Items listed in a dataset:
»»

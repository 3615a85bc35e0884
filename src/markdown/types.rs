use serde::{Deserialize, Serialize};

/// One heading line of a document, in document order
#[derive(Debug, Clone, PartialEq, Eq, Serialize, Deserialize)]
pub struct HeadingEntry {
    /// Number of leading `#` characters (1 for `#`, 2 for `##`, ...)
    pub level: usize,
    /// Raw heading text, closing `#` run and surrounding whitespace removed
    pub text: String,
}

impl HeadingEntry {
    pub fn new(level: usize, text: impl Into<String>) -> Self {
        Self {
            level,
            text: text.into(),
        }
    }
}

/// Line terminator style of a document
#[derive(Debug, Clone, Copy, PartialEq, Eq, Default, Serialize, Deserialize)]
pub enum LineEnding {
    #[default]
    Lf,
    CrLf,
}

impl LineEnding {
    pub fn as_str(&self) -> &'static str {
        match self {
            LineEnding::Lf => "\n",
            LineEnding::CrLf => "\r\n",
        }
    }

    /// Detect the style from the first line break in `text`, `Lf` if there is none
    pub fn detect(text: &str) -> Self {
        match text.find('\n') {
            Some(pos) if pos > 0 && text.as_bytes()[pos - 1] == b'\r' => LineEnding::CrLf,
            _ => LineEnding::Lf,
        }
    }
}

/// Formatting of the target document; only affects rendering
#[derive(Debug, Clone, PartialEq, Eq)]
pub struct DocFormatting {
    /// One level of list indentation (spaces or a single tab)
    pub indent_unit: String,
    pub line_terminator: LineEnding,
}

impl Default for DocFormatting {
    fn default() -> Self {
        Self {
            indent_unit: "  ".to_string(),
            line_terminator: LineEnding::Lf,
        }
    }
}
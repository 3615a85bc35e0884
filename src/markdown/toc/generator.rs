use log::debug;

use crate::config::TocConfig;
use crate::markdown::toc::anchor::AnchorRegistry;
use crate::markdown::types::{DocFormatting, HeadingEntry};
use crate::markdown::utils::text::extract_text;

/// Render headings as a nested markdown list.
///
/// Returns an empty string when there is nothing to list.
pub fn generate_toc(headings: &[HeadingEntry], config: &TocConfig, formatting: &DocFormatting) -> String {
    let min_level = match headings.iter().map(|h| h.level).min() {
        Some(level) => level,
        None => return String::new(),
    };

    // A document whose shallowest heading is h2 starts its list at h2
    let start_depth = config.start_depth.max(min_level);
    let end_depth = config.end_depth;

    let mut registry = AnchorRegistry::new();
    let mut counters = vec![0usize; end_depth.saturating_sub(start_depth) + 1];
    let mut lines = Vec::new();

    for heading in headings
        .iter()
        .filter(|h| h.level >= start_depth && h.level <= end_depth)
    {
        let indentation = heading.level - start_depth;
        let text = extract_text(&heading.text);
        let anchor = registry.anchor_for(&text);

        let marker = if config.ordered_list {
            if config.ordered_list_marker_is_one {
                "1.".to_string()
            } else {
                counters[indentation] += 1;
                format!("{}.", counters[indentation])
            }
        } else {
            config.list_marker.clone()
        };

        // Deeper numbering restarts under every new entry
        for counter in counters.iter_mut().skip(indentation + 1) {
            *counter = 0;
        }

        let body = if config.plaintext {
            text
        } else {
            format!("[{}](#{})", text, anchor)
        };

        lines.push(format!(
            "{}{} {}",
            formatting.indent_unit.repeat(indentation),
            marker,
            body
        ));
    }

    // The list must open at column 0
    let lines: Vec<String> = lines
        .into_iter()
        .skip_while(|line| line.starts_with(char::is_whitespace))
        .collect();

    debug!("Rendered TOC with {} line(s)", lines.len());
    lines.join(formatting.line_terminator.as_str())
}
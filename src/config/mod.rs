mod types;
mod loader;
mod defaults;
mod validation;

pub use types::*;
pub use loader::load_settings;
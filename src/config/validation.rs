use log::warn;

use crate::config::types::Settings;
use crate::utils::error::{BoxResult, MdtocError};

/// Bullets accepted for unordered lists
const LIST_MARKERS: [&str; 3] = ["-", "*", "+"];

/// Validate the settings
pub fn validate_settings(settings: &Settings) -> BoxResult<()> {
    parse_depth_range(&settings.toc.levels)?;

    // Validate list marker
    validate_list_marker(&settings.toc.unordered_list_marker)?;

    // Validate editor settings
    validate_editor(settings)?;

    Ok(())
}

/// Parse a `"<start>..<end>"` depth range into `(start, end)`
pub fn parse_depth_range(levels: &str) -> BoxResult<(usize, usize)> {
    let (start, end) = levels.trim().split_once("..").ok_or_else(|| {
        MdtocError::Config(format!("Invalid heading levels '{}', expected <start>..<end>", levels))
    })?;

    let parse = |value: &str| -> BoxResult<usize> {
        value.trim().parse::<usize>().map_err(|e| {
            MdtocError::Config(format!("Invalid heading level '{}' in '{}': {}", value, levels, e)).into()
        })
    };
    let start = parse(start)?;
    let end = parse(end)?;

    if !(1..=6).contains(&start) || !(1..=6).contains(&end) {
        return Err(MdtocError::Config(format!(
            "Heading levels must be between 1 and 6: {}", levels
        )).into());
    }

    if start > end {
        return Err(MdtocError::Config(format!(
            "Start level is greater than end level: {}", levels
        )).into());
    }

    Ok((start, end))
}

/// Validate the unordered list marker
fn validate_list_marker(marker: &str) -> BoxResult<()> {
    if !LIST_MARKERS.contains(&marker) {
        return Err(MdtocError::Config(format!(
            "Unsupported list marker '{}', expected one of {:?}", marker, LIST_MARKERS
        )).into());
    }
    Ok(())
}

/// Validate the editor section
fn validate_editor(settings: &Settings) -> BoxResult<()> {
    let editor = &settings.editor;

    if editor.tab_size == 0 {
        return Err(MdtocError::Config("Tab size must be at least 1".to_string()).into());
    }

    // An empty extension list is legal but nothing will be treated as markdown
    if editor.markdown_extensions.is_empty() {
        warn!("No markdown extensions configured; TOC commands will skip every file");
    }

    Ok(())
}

««

**PROBLEM TO WORK ON:** Among the lines of the data above, find those with the word "Invalid" and show them.

**RESULT OF THE EXERCISE:**
        MdtocError::Config(format!("Invalid heading levels '{}', expected <start>..<end>", levels))
            MdtocError::Config(format!("Invalid heading level '{}' in '{}': {}", value, levels, e)).into()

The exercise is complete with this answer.